お土産としての「スーベニア」と「ミュージアム」要素を兼ね備えた、カワスイ オフィシャルショップは入館者以外でも利用が可能。「スーベニア」はオリジナル商品や、数百社を超える国内外メーカーや個人の作品から厳選された商品を揃える。「ミュージアム」は標本などを展示、販売。カワスイ オフィシャルショップの隣には、モルモットとふれあう「ふれあいパーク」を併設。また、10階にはワゴン式売店「ボデーガ」も。

飲食エリアは、10階の水族館エントランスに併設するカフェ「CAFE CRAM(カフェ クラム)」、9階には森をコンセプトにした「こもれびカフェ Sweets & Cafe」と猫テラス「ソラネコカフェ」がある。川崎ルフロン最上階の眺望を楽しめるビュッフェレストラン「AOW (エーオーダブリュー)」は入館者以外でも利用できる。

注※ 新型コロナウイルス感染拡大の社会情勢を鑑み、以下の店舗、サービスは当面の間営業を見合わせている。10階「CAFE CRAM」、「AOW」、9階「こもれびカフェ Sweets & Cafe」「ソラネコカフェ」の営業、9階「アマゾンデッキ」でのカピバラとのふれあい、9階「ふれあいパーク」のモルモットとのふれあい。実施状況、開始時期などは随時情報をアップする公式サイトにて確認を。
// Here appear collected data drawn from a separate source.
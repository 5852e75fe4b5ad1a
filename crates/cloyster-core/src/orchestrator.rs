use crate::concurrency::{CancelToken, RunLock};
use crate::executor::{StepExecutor, StepPreview};
use crate::journal::RunJournal;
use crate::registry::{RunPlan, Step, StepRegistry};
use crate::retry::RetryPolicy;
use crate::CoreError;
use cloyster_host::HostBackends;
use cloyster_schema::{Change, Failure, FailureKind, StepAction, StepResult};
use cloyster_store::{AbortCause, RunLog, RunLogStore, RunStatus, StateLayout};
use serde::Serialize;
use std::collections::BTreeSet;
use tracing::{error, info, warn};

#[derive(Debug, Clone, Default)]
pub struct RunOptions {
    /// Steps recorded as Skipped and treated as satisfied.
    pub skip: BTreeSet<String>,
}

impl RunOptions {
    pub fn with_skipped(mut self, ids: &[&str]) -> Self {
        self.skip.extend(ids.iter().map(|s| (*s).to_owned()));
        self
    }
}

/// Outcome of a run or a rollback, as shown to the operator.
#[derive(Debug, Clone, Serialize, PartialEq, Eq)]
pub struct RunReport {
    pub run_id: String,
    pub status: RunStatus,
    pub failed_step: Option<String>,
    pub failure: Option<Failure>,
    /// False if any rollback in this invocation failed.
    pub rollback_clean: bool,
    pub trail: Vec<String>,
}

impl RunReport {
    fn from_log(log: &RunLog, rollback_clean: bool) -> Self {
        Self {
            run_id: log.run_id.clone(),
            status: log.status,
            failed_step: log.failure.as_ref().map(|f| f.step.clone()),
            failure: log.failure.as_ref().map(|f| f.failure.clone()),
            rollback_clean,
            trail: log.trail(),
        }
    }
}

/// Drives a plan against the host and unwinds it on failure.
///
/// Steps run strictly in plan order on the calling thread. After the first
/// failed step, or once cancellation is observed at a step boundary, no
/// further step is attempted; every step applied so far is rolled back in
/// reverse order and the run ends `Aborted`.
pub struct Orchestrator {
    layout: StateLayout,
    executor: StepExecutor,
    cancel: CancelToken,
}

impl Orchestrator {
    pub fn new(layout: StateLayout, backends: &HostBackends, retry: RetryPolicy) -> Self {
        Self {
            layout,
            executor: StepExecutor::new(backends, retry),
            cancel: CancelToken::new(),
        }
    }

    #[must_use]
    pub fn with_cancel_token(mut self, cancel: CancelToken) -> Self {
        self.cancel = cancel;
        self
    }

    pub fn cancel_token(&self) -> CancelToken {
        self.cancel.clone()
    }

    pub fn layout(&self) -> &StateLayout {
        &self.layout
    }

    pub fn run(
        &self,
        registry: &StepRegistry,
        options: &RunOptions,
    ) -> Result<RunReport, CoreError> {
        let plan = self.checked_plan(registry, options)?;
        let _lock = RunLock::acquire(&self.layout.lock_file())?;

        let store = RunLogStore::new(&self.layout);
        store.initialize()?;
        let mut journal = RunJournal::begin(store, plan.ids())?;
        info!("run {} started: {} steps", journal.run_id(), plan.len());

        let total = plan.len();
        let mut applied: Vec<(&Step, Change)> = Vec::new();
        let mut failed: Option<(&Step, Failure)> = None;
        let mut cause = None;

        for (n, step) in plan.steps().iter().enumerate() {
            if self.cancel.is_cancelled() {
                warn!("cancellation requested; not starting '{}'", step.id);
                cause = Some(AbortCause::Cancelled);
                break;
            }
            if options.skip.contains(&step.id) {
                info!("[{}/{total}] {}: skipped", n + 1, step.id);
                journal.record(&step.id, StepResult::Skipped, None)?;
                continue;
            }

            info!("[{}/{total}] {}: {}", n + 1, step.id, step.action);
            journal.mark_in_flight(step)?;
            match self.executor.apply(&step.id, &step.action) {
                Ok(change) => {
                    info!("{}: {change}", step.id);
                    journal.record(
                        &step.id,
                        StepResult::Applied(change.clone()),
                        Some(&step.action),
                    )?;
                    applied.push((step, change));
                }
                Err(e) => {
                    error!("{} failed: {e}", step.id);
                    let failure = e.to_failure();
                    journal.record_failure(&step.id, &failure)?;
                    failed = Some((step, failure));
                    cause = Some(AbortCause::Failure);
                    break;
                }
            }
        }

        let mut rollback_clean = true;
        if cause.is_some() && !applied.is_empty() {
            info!("rolling back {} applied steps", applied.len());
            for (step, change) in applied.iter().rev() {
                rollback_clean &= self.unwind(&mut journal, &step.id, &step.action, change)?;
            }
        }

        if let Some((step, failure)) = failed {
            journal.record(&step.id, StepResult::Failed(failure), Some(&step.action))?;
        }

        let status = match cause {
            Some(cause) => RunStatus::Aborted(cause),
            None => RunStatus::Completed,
        };
        journal.finish(status)?;
        info!("run {} {status}", journal.run_id());
        Ok(RunReport::from_log(journal.log(), rollback_clean))
    }

    /// What [`run`](Self::run) would do, without touching the host or the
    /// state directory.
    pub fn preview(
        &self,
        registry: &StepRegistry,
        options: &RunOptions,
    ) -> Result<Vec<StepPreview>, CoreError> {
        let plan = self.checked_plan(registry, options)?;
        Ok(plan
            .steps()
            .iter()
            .map(|step| {
                if options.skip.contains(&step.id) {
                    StepPreview::skipped(step)
                } else {
                    self.executor.preview(step)
                }
            })
            .collect())
    }

    /// Unwind a recorded run: every step still applied, and the step that
    /// was in flight when the run stopped, is rolled back in reverse order.
    /// With no `run_id`, the most recent run is used.
    pub fn rollback_run(&self, run_id: Option<&str>) -> Result<RunReport, CoreError> {
        let _lock = RunLock::acquire(&self.layout.lock_file())?;
        let store = RunLogStore::new(&self.layout);
        let log = match run_id {
            Some(id) => store.load(id)?,
            None => store.latest()?,
        };
        let previous = log.status;

        let mut targets: Vec<(String, Option<StepAction>, Change)> = log
            .outstanding()
            .into_iter()
            .map(|(entry, change)| (entry.step.clone(), entry.action.clone(), change.clone()))
            .collect();
        if let Some(in_flight) = &log.in_flight {
            warn!(
                "{} was in flight when run {} stopped; assuming it was applied",
                in_flight.step, log.run_id
            );
            targets.push((
                in_flight.step.clone(),
                Some(in_flight.action.clone()),
                StepExecutor::assumed_change(&in_flight.action),
            ));
        }

        let mut journal = RunJournal::resume(store, log);
        if targets.is_empty() {
            info!("run {}: nothing to roll back", journal.run_id());
            return Ok(RunReport::from_log(journal.log(), true));
        }

        info!(
            "rolling back {} steps of run {}",
            targets.len(),
            journal.run_id()
        );
        let mut rollback_clean = true;
        for (step, action, change) in targets.iter().rev() {
            match action {
                Some(action) => {
                    rollback_clean &= self.unwind(&mut journal, step, action, change)?;
                }
                None => {
                    error!("{step}: no recorded action, cannot roll back");
                    journal.record(
                        step,
                        StepResult::RollbackFailed(Failure::new(
                            FailureKind::Os,
                            "run log has no action recorded for this step",
                        )),
                        None,
                    )?;
                    rollback_clean = false;
                }
            }
        }

        let status = match previous {
            RunStatus::Aborted(cause) => RunStatus::Aborted(cause),
            _ => RunStatus::Aborted(AbortCause::Operator),
        };
        journal.finish(status)?;
        Ok(RunReport::from_log(journal.log(), rollback_clean))
    }

    fn checked_plan(
        &self,
        registry: &StepRegistry,
        options: &RunOptions,
    ) -> Result<RunPlan, CoreError> {
        let plan = registry.plan()?;
        if let Some(unknown) = options.skip.iter().find(|id| plan.get(id).is_none()) {
            return Err(CoreError::UnknownStep(unknown.clone()));
        }
        Ok(plan)
    }

    /// Roll back one step and record the result. Returns whether it worked;
    /// a failed rollback never stops the unwind.
    fn unwind(
        &self,
        journal: &mut RunJournal,
        step: &str,
        action: &StepAction,
        change: &Change,
    ) -> Result<bool, CoreError> {
        match self.executor.rollback(step, action, change) {
            Ok(()) => {
                info!("{step}: rolled back");
                journal.record(step, StepResult::RolledBack, Some(action))?;
                Ok(true)
            }
            Err(e) => {
                error!("{step}: rollback failed: {e}");
                journal.record(step, StepResult::RollbackFailed(e.to_failure()), Some(action))?;
                Ok(false)
            }
        }
    }
}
【AJの読み】都会に出現したエンターテインメント水族館

五感で楽しむというカワスイ独自の展示方法は注目に値する。多摩川ゾーンやパンタナルエリアにあるアクアスケープ水槽やパノラマスクリーンは、リアリティがあり世界へ引き込まれるし、植物が生い茂るアマゾンゾーンは、ここが商業施設の中であることを忘れてしまいそう。訪れる時間によっても演出が異なり、また今後さらに成長していく魚も多くいるとのことで、足を運ぶたびに新しい発見がありそうだ。

カワスイに限らず近年の展示施設の潮流なのだろうが、館内はスマホを使って理解を深めるサービスが多い。各水槽では魚名や説明文がなく、スマホをQRコードで読み取る、もしくはアプリを活用して展示物の詳細を知るシステム。スマホを持っていない、使い慣れていない人には不便なのでは?と感じた。実際に鑑賞してみると「この魚はなんだろう?」と思っても、いちいちQRコードを読み取り確認するのも面倒で、せめて魚名だけでも掲示してくれればありがたいと思うのだが。